What Fat Distribution Tells You About Health Risk
Waist-to-hip ratio is a more reliable metabolic risk indicator than BMI alone. A ratio above 0.9 in men and 0.85 in women indicates abdominal obesity with elevated cardiovascular and metabolic risk. Waist circumference above 88 cm (35 inches) in women and 102 cm (40 inches) in men is the WHO threshold for high risk. These measurements are cheap, quick, and available to everyone with a tape measure — and they correlate better with metabolic disease risk than weight or BMI in most studies.
Changing Your Fat Distribution
You can’t directly choose where fat is lost from, but visceral fat responds particularly well to sustained aerobic exercise and caloric deficit. Multiple studies show that aerobic training (150+ minutes per week at moderate intensity) reduces visceral fat preferentially compared to subcutaneous fat, even before total body weight changes significantly. This means someone with an android distribution who starts exercising regularly may see waist circumference improvements before the scale changes noticeably.
Dietary patterns associated with lower visceral fat accumulation include Mediterranean-style eating (high in olive oil, fish, vegetables, legumes) and reduced refined carbohydrate and sugar intake.

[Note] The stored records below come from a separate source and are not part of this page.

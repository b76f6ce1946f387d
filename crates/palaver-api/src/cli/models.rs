//! `palaver models` - print the model catalog.

use anyhow::Result;
use comfy_table::{Cell, Color, ContentArrangement, Table, presets};
use console::style;

use palaver_infra::secret::ProviderCredentials;
use palaver_types::model::{AVAILABLE_MODELS, DEFAULT_MODEL_ID};

pub fn list_models(json: bool) -> Result<()> {
    if json {
        println!("{}", serde_json::to_string_pretty(AVAILABLE_MODELS)?);
        return Ok(());
    }

    let credentials = ProviderCredentials::from_env();

    let mut table = Table::new();
    table.load_preset(presets::UTF8_FULL_CONDENSED);
    table.set_content_arrangement(ContentArrangement::Dynamic);

    table.set_header(vec![
        Cell::new("Id").fg(Color::White),
        Cell::new("Name").fg(Color::White),
        Cell::new("Provider").fg(Color::White),
        Cell::new("Key").fg(Color::White),
        Cell::new("Description").fg(Color::White),
    ]);

    for model in AVAILABLE_MODELS {
        let id = if model.id == DEFAULT_MODEL_ID {
            format!("{} (default)", model.id)
        } else {
            model.id.to_string()
        };

        let key_cell = if credentials.get(model.provider).is_some() {
            Cell::new("● set").fg(Color::Green)
        } else {
            Cell::new(format!("○ {}", model.provider.api_key_env_var())).fg(Color::Yellow)
        };

        table.add_row(vec![
            Cell::new(id),
            Cell::new(model.name),
            Cell::new(model.provider.to_string()),
            key_cell,
            Cell::new(model.description.unwrap_or("")),
        ]);
    }

    println!();
    println!("{table}");
    println!(
        "  {} models; routing is by prefix (gpt-, o1- → OpenAI, deepseek- → DeepSeek)",
        style(AVAILABLE_MODELS.len()).bold()
    );
    println!();
    Ok(())
}
//! GET /api/models - The static model catalog.

use axum::Json;

use palaver_types::model::{AVAILABLE_MODELS, ModelInfo};

pub async fn list_models() -> Json<&'static [ModelInfo]> {
    Json(AVAILABLE_MODELS)
}
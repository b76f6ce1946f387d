//! DeepSeekProvider -- concrete [`LlmProvider`] implementation for DeepSeek.
//!
//! The API key is wrapped in [`secrecy::SecretString`] and is only exposed
//! when building the `Authorization` header.

use std::time::Duration;

use secrecy::{ExposeSecret, SecretString};

use palaver_core::llm::provider::LlmProvider;
use palaver_types::llm::{CompletionRequest, CompletionResponse, LlmError, ProviderKind, Usage};

use super::types::{DeepSeekErrorResponse, DeepSeekMessage, DeepSeekRequest, DeepSeekResponse};

/// Sampling temperature sent with every DeepSeek request.
pub const DEEPSEEK_TEMPERATURE: f64 = 0.7;

/// DeepSeek chat completions provider.
///
/// Does not derive Debug so the key never reaches log output.
pub struct DeepSeekProvider {
    client: reqwest::Client,
    api_key: Option<SecretString>,
    base_url: String,
}

impl DeepSeekProvider {
    /// Create a provider against `base_url` with the given request timeout.
    pub fn new(
        api_key: Option<SecretString>,
        base_url: &str,
        timeout: Duration,
    ) -> Result<Self, LlmError> {
        let client = reqwest::Client::builder()
            .timeout(timeout)
            .build()
            .map_err(|e| provider_error(format!("failed to create HTTP client: {e}")))?;

        Ok(Self {
            client,
            api_key,
            base_url: base_url.trim_end_matches('/').to_string(),
        })
    }

    fn url(&self) -> String {
        format!("{}/chat/completions", self.base_url)
    }

    fn to_deepseek_request(request: &CompletionRequest) -> DeepSeekRequest {
        DeepSeekRequest {
            model: request.model.clone(),
            messages: request
                .messages
                .iter()
                .map(|m| DeepSeekMessage {
                    role: m.role.to_string(),
                    content: m.content.clone(),
                })
                .collect(),
            max_tokens: request.max_tokens,
            temperature: DEEPSEEK_TEMPERATURE,
        }
    }
}

fn provider_error(message: String) -> LlmError {
    LlmError::Provider {
        provider: ProviderKind::DeepSeek,
        message,
    }
}

impl LlmProvider for DeepSeekProvider {
    fn name(&self) -> &str {
        "deepseek"
    }

    fn kind(&self) -> ProviderKind {
        ProviderKind::DeepSeek
    }

    async fn complete(&self, request: &CompletionRequest) -> Result<CompletionResponse, LlmError> {
        let api_key = self.api_key.as_ref().ok_or(LlmError::MissingApiKey {
            provider: ProviderKind::DeepSeek,
            env_var: ProviderKind::DeepSeek.api_key_env_var(),
        })?;

        let body = Self::to_deepseek_request(request);

        let response = self
            .client
            .post(self.url())
            .bearer_auth(api_key.expose_secret())
            .json(&body)
            .send()
            .await
            .map_err(|e| provider_error(format!("HTTP request failed: {e}")))?;

        let status = response.status();
        if !status.is_success() {
            let error_body = response.text().await.unwrap_or_default();
            let message = match serde_json::from_str::<DeepSeekErrorResponse>(&error_body) {
                Ok(parsed) => parsed.error.message,
                Err(_) => format!("HTTP {status}: {error_body}"),
            };
            return Err(provider_error(message));
        }

        let parsed: DeepSeekResponse = response
            .json()
            .await
            .map_err(|e| provider_error(format!("failed to parse response: {e}")))?;

        let content = parsed
            .choices
            .into_iter()
            .next()
            .ok_or_else(|| provider_error("response contained no choices".to_string()))?
            .message
            .content
            .unwrap_or_default();

        let usage = parsed.usage.unwrap_or_default();

        Ok(CompletionResponse {
            content,
            model: parsed.model.unwrap_or_else(|| request.model.clone()),
            usage: Some(Usage {
                prompt_tokens: usage.prompt_tokens,
                completion_tokens: usage.completion_tokens,
                total_tokens: usage.total_tokens,
            }),
        })
    }
}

These dietary patterns reduce visceral fat even at the same total calorie intake, suggesting hormonal and inflammatory pathways beyond simple energy balance.
Next Steps
Measure your waist circumference at the natural waist (midpoint between the lowest rib and the iliac crest, relaxed, not sucked in) and calculate your waist-to-hip ratio. Use this as a baseline alongside body weight. If you have an android distribution, prioritize aerobic exercise for visceral fat reduction before or alongside dietary changes. Track waist circumference monthly as a more meaningful health metric than body weight alone.